Exercise material.

impl FundingMonitor {
    /// Create a subsystem instance over the given collaborators.
    ///
    /// No thread is spawned until the first monitor is started.
    #[must_use]
    pub fn new(
        cfg: FundingMonitorConfig,
        ledger: Arc<dyn LedgerReader>,
        gateway: Arc<dyn TransferGateway>,
    ) -> Self {
        let (wake_tx, wake_rx) = unbounded();
        Self {
            cfg,
            ledger,
            gateway,
            registry: Mutex::new(Registry::default()),
            queue: Arc::new(PendingQueue::default()),
            wake_tx,
            wake_rx: Mutex::new(Some(wake_rx)),
            stopped: Arc::new(AtomicBool::new(false)),
            worker: Mutex::new(None),
        }
    }

    /// Start a monitor.
    ///
    /// Validates the default parameters against the minimums, lazily
    /// initializes the worker, scans the property store for accounts already
    /// carrying the property (with the funding account as setter), derives a
    /// monitored account for each, enqueues them, and publishes the monitor.
    ///
    /// Returns `Ok(false)` without error if a monitor with the same identity
    /// is already active. Fails with [`ConfigError::MonitorCapacity`] when
    /// the active count already exceeds the configured maximum, and with
    /// [`ConfigError::Stopped`] permanently after shutdown.
    pub fn start_monitor(&self, spec: MonitorSpec) -> FundingResult<bool> {
        spec.defaults.validate()?;
        self.ensure_worker()?;

        let monitor = Arc::new(MonitorDefinition::new(spec));
        let key = monitor.key().clone();

        // Scan current property holders outside the registry lock; the
        // property-set path picks up anything that lands in between, and the
        // monitor is not yet visible to it.
        let properties =
            self.ledger
                .properties(Some(key.funding_account()), key.property(), 0, usize::MAX)?;
        let mut derived = Vec::with_capacity(properties.len());
        for property in properties {
            let params = monitor.defaults().with_overrides(
                property.account,
                key.property(),
                property.value.as_deref(),
            )?;
            derived.push(Arc::new(MonitoredAccount::new(
                property.account,
                Arc::clone(&monitor),
                params,
            )));
        }

        {
            let mut registry = self.lock_registry()?;
            if registry.monitor_count() > self.cfg.max_monitors {
                return Err(ConfigError::MonitorCapacity {
                    max: self.cfg.max_monitors,
                }
                .into());
            }
            if registry.contains(&key) {
                debug!(
                    kind = %key.kind(),
                    funding = %monitor.funding_address(),
                    property = key.property(),
                    holding = %key.holding(),
                    "monitor already started"
                );
                return Ok(false);
            }
            for account in derived {
                let params = account.params();
                debug!(
                    kind = %key.kind(),
                    account = %account.address(),
                    property = key.property(),
                    holding = %key.holding(),
                    amount = params.amount,
                    threshold = params.threshold,
                    interval = params.interval,
                    "monitored account created"
                );
                self.queue.enqueue(Arc::clone(&account));
                registry.insert_account(account);
            }
            registry.publish(Arc::clone(&monitor));
        }

        info!(
            kind = %key.kind(),
            funding = %monitor.funding_address(),
            property = key.property(),
            holding = %key.holding(),
            "monitor started"
        );
        Ok(true)
    }

    /// Stop one monitor; returns true if it was active.
    ///
    /// Removes the monitor and every monitored account it owns. Funding
    /// checks already in the pending queue are not retracted and still run
    /// to completion against the detached accounts.
    pub fn stop_monitor(&self, key: &MonitorKey) -> bool {
        let Ok(mut registry) = self.lock_registry() else {
            error!("registry lock poisoned; stop_monitor ignored");
            return false;
        };
        match registry.remove_monitor(key) {
            Some(monitor) => {
                info!(
                    kind = %key.kind(),
                    funding = %monitor.funding_address(),
                    property = key.property(),
                    holding = %key.holding(),
                    "monitor stopped"
                );
                true
            }
            None => false,
        }
    }

    /// Stop all monitors; returns the prior monitor count.
    ///
    /// Same in-flight-queue policy as [`Self::stop_monitor`].
    pub fn stop_all(&self) -> usize {
        let Ok(mut registry) = self.lock_registry() else {
            error!("registry lock poisoned; stop_all ignored");
            return 0;
        };
        let count = registry.clear();
        info!(count, "all monitors stopped");
        count
    }

    /// Snapshot of one active monitor, if any.
    #[must_use]
    pub fn monitor(&self, key: &MonitorKey) -> Option<MonitorSnapshot> {
        let registry = self.lock_registry().ok()?;
        registry.find(key).map(|m| m.snapshot())
    }

    /// Snapshots of all active monitors.
    #[must_use]
    pub fn monitors(&self) -> Vec<MonitorSnapshot> {
        self.lock_registry()
            .map(|registry| registry.monitors().iter().map(|m| m.snapshot()).collect())
            .unwrap_or_default()
    }

    /// Number of funding checks currently awaiting evaluation.
    #[must_use]
    pub fn pending_checks(&self) -> usize {
        self.queue.len()
    }

    /// Ingest a ledger state change notification.
    ///
    /// Each call is a single critical section over the registry and queue;
    /// handlers become no-ops once shutdown has begun.
    pub fn handle_event(&self, event: LedgerEvent) {
        if self.stopped.load(Ordering::Acquire) {
            return;
        }
        match event {
            LedgerEvent::CoinBalance { account, balance } => {
                self.on_balance(account, HoldingKind::Coin, HoldingId::NONE, balance);
            }
            LedgerEvent::AssetBalance {
                account,
                asset,
                balance,
            } => self.on_balance(account, HoldingKind::Asset, asset, balance),
            LedgerEvent::CurrencyBalance {
                account,
                currency,
                units,
            } => self.on_balance(account, HoldingKind::Currency, currency, units),
            LedgerEvent::PropertySet(property) => self.on_property_set(&property),
            LedgerEvent::PropertyDeleted(property) => self.on_property_deleted(&property),
            LedgerEvent::BlockCommitted { .. } => self.on_block_committed(),
        }
    }

    /// Cooperative shutdown.
    ///
    /// Sets the stop flag (monotonic, never cleared) and releases one wake
    /// so a blocked worker observes the flag and exits. Idempotent. After
    /// shutdown, starting any monitor fails with [`ConfigError::Stopped`].
    pub fn shutdown(&self) {
        if self.stopped.swap(true, Ordering::AcqRel) {
            return;
        }
        let _ = self.wake_tx.send(());
        debug!("funding monitor shutdown requested");
    }

    fn on_balance(&self, account: AccountId, kind: HoldingKind, holding: HoldingId, balance: u64) {
        let Ok(registry) = self.lock_registry() else {
            error!("registry lock poisoned; balance event dropped");
            return;
        };
        for entry in registry.accounts_for(account) {
            let key = entry.monitor().key();
            if key.kind() == kind && key.holding() == holding && balance < entry.params().threshold
            {
                self.queue.enqueue(Arc::clone(entry));
            }
        }
    }

    fn on_property_set(&self, property: &AccountProperty) {
        let Ok(mut registry) = self.lock_registry() else {
            error!("registry lock poisoned; property-set event dropped");
            return;
        };

        // An existing monitored account for this property name is updated in
        // place; a malformed override leaves it untouched.
        let mut matched = false;
        for entry in registry.accounts_for(property.account) {
            let monitor = entry.monitor();
            if monitor.key().property() != property.name {
                continue;
            }
            matched = true;
            match monitor.defaults().with_overrides(
                property.account,
                &property.name,
                property.value.as_deref(),
            ) {
                Ok(params) => {
                    entry.set_params(params);
                    self.queue.enqueue(Arc::clone(entry));
                    debug!(
                        kind = %monitor.key().kind(),
                        account = %entry.address(),
                        property = property.name.as_str(),
                        holding = %monitor.key().holding(),
                        amount = params.amount,
                        threshold = params.threshold,
                        interval = params.interval,
                        "monitored account updated"
                    );
                }
                Err(err) => {
                    error!(
                        account = %property.account.address(),
                        property = property.name.as_str(),
                        %err,
                        "invalid funding override; monitored account unchanged"
                    );
                }
            }
        }
        if matched {
            return;
        }

        // Otherwise derive a new monitored account for every active monitor
        // tied to this property name.
        let mut created = Vec::new();
        for monitor in registry.monitors() {
            if monitor.key().property() != property.name {
                continue;
            }
            match monitor.defaults().with_overrides(
                property.account,
                &property.name,
                property.value.as_deref(),
            ) {
                Ok(params) => created.push(Arc::new(MonitoredAccount::new(
                    property.account,
                    Arc::clone(monitor),
                    params,
                ))),
                Err(err) => {
                    error!(
                        account = %property.account.address(),
                        property = property.name.as_str(),
                        %err,
                        "invalid funding override; monitored account not created"
                    );
                }
            }
        }
        for account in created {
            let monitor = Arc::clone(account.monitor());
            let params = account.params();
            debug!(
                kind = %monitor.key().kind(),
                account = %account.address(),
                property = property.name.as_str(),
                holding = %monitor.key().holding(),
                amount = params.amount,
                threshold = params.threshold,
                interval = params.interval,
                "monitored account created"
            );
            self.queue.enqueue(Arc::clone(&account));
            registry.insert_account(account);
        }
    }

    fn on_property_deleted(&self, property: &AccountProperty) {
        let Ok(mut registry) = self.lock_registry() else {
            error!("registry lock poisoned; property-delete event dropped");
            return;
        };
        for entry in registry.remove_property(property.account, &property.name) {
            let key = entry.monitor().key();
            debug!(
                kind = %key.kind(),
                account = %entry.address(),
                property = property.name.as_str(),
                holding = %key.holding(),
                "monitored account deleted"
            );
        }
    }

    fn on_block_committed(&self) {
        // Pure wake signal: the worker reads the queue itself. Waking only
        // on non-empty queues keeps an idle subsystem quiet.
        if !self.queue.is_empty() {
            let _ = self.wake_tx.send(());
        }
    }

    fn lock_registry(&self) -> Result<MutexGuard<'_, Registry>, FundingError> {
        self.registry
            .lock()
            .map_err(|_| FundingError::internal("registry lock poisoned"))
    }

    /// Spawn the worker on first use. A spawn failure permanently stops the
    /// subsystem.
    fn ensure_worker(&self) -> FundingResult<()> {
        if self.stopped.load(Ordering::Acquire) {
            return Err(ConfigError::Stopped.into());
        }
        let mut worker = self
            .worker
            .lock()
            .map_err(|_| FundingError::internal("worker lock poisoned"))?;
        if worker.is_some() {
            return Ok(());
        }

        let wake_rx = self
            .wake_rx
            .lock()
            .map_err(|_| FundingError::internal("wake receiver lock poisoned"))?
            .take()
            .ok_or_else(|| FundingError::internal("wake receiver already taken"))?;

        let ctx = WorkerContext {
            ledger: Arc::clone(&self.ledger),
            gateway: Arc::clone(&self.gateway),
            queue: Arc::clone(&self.queue),
            stopped: Arc::clone(&self.stopped),
            wake_rx,
        };
        match thread::Builder::new()
            .name("fundwatch-worker".to_string())
            .spawn(move || worker_loop(&ctx))
        {
            Ok(handle) => {
                *worker = Some(handle);
                debug!("funding monitor initialized");
                Ok(())
            }
            Err(err) => {
                self.stopped.store(true, Ordering::Release);
                error!(%err, "funding monitor initialization failed");
                Err(ConfigError::StartupFailed {
                    reason: err.to_string(),
                }
                .into())
            }
        }
    }
}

Brief.
Please go through the listing and return each line that has "invalid" in it.

Task answer.
                        "invalid funding override; monitored account unchanged"
                        "invalid funding override; monitored account not created"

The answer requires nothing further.